Someone online posted one of those 'getting to know you' type questionnaires, and one of the questions was, "What is your most treasured possession?" My instinctive answer, which may or may not be accurate, was "My violin". I have played the violin since I was four years old, but had always had very cheap (and sometimes nasty!) instruments. On my 18th birthday, my parents gave me a beautiful old violin. She (sorry if that sounds silly, but I really struggle to refer to my violin as an 'it'!)... she had been through the wars a bit, but had been fully restored, and to me the scars on her warm honey coloured wood only added to her beauty and character. I love this violin. She feels like a part of me. I can't really explain it, but she is very important to me. Also I am a Christian, and used to play violin in church; without my violin, I feel somewhat amputated in worship. She is an important means of expression for me.
And I haven't even touched her for over a year.
I used to play her most weeks at church, but I was finding it more and more difficult due to the ME (although I wasn't diagnosed then, and the ME was only mild/moderate but I had already had to give up work). My arms would literally be in pain for the whole week after playing on a Sunday, and it was exhausting, so I had already realised that I needed to cut back on my violin playing. And then in March 2013, a few weeks after my ME diagnosis, I got a nasty bout of the flu. I knew healthy people who were knocked out by it for six weeks; I recovered from the flu itself in about three weeks, but it caused a huge setback in my ME, from which I have never recovered, and I have continued to deteriorate since then. Violin playing has not been possible for me for a long time, due to muscle weakness and pain, cognitive impairment, and sensory sensitivity. (It's a long time since I last went to church, too!) And for me, not being able to play my violin is devastating - but I just got on with things and accepted it and tried to make the best of life.

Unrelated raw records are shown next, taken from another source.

//! Credit purchases and the `402 Payment Required` body.

use registry_broker_core::CreditShortfall;
use serde::{Deserialize, Serialize};

use crate::auth::SignatureKind;

/// Request body for `POST /credits/purchase`.
///
/// The purchase is authorised by a signature over
/// `"{accountId}|{network}|{amount}|{nonce}|{memo}"` made with the funding
/// ledger account's key; the key itself is never sent.
#[derive(Debug, Clone, Serialize, Deserialize, PartialEq)]
#[serde(rename_all = "camelCase")]
pub struct CreditPurchaseRequest {
    pub account_id: String,
    pub network: String,
    /// Ledger currency amount, eight-decimal precision.
    #[serde(rename = "hbarAmount")]
    pub amount: f64,
    /// Unique per purchase; the broker rejects replays.
    pub nonce: String,
    #[serde(default, skip_serializing_if = "Option::is_none")]
    pub memo: Option<String>,
    #[serde(default, skip_serializing_if = "Option::is_none")]
    pub metadata: Option<serde_json::Value>,
    pub signature: String,
    pub signature_kind: SignatureKind,
    #[serde(default, skip_serializing_if = "Option::is_none")]
    pub public_key: Option<String>,
}

impl CreditPurchaseRequest {
    /// The exact bytes the funding account signs.
    pub fn authorization_message(
        account_id: &str,
        network: &str,
        amount: f64,
        nonce: &str,
        memo: Option<&str>,
    ) -> String {
        format!(
            "{account_id}|{network}|{amount:.8}|{nonce}|{}",
            memo.unwrap_or_default()
        )
    }
}

/// Response body for `POST /credits/purchase`.
#[derive(Debug, Clone, Serialize, Deserialize, PartialEq)]
#[serde(rename_all = "camelCase")]
pub struct CreditPurchaseResponse {
    pub account_id: String,
    /// Credits added by this purchase.
    pub credits: f64,
    #[serde(rename = "hbarAmount")]
    pub amount: f64,
    #[serde(default, skip_serializing_if = "Option::is_none")]
    pub transaction_id: Option<String>,
    /// Balance after the purchase, when the broker reports it.
    #[serde(default, skip_serializing_if = "Option::is_none")]
    pub balance: Option<f64>,
}

/// Body of a `402 Payment Required` response.
#[derive(Debug, Clone, Serialize, Deserialize, PartialEq)]
#[serde(rename_all = "camelCase")]
pub struct InsufficientCreditsBody {
    pub error: String,
    #[serde(flatten)]
    pub shortfall: CreditShortfall,
    #[serde(default, skip_serializing_if = "Option::is_none")]
    pub required_credits: Option<f64>,
    #[serde(default, skip_serializing_if = "Option::is_none")]
    pub available_credits: Option<f64>,
}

I can't play my violin, but I have many other beautiful and precious things in my life. I'm not even sure where my violin is now; I guess she is either in the spare room or the lounge, but I rarely go into the spare room, and it's been a couple of months since I last made it downstairs to the lounge.
Something about that "treasured possession" question just floored me, though, and kicked me in the guts with grief as I was reminded about my violin. I think it's partly grief of not being able to play the instrument, but I also think it's about more than that; it's a reflection of how reduced my life has become. I don't mean this in an arrogant way, but I have so much potential, so many things I want to do with my life, so much I could achieve; but it feels like my health just thwarts me at every turn. I feel silenced, suppressed, held back.
I know I will come to terms with this. It's just another layer of the (cliché alert) onion of grief. I will accept it and move on and see joy in life once again. For now, though, I just need to mourn for a little while.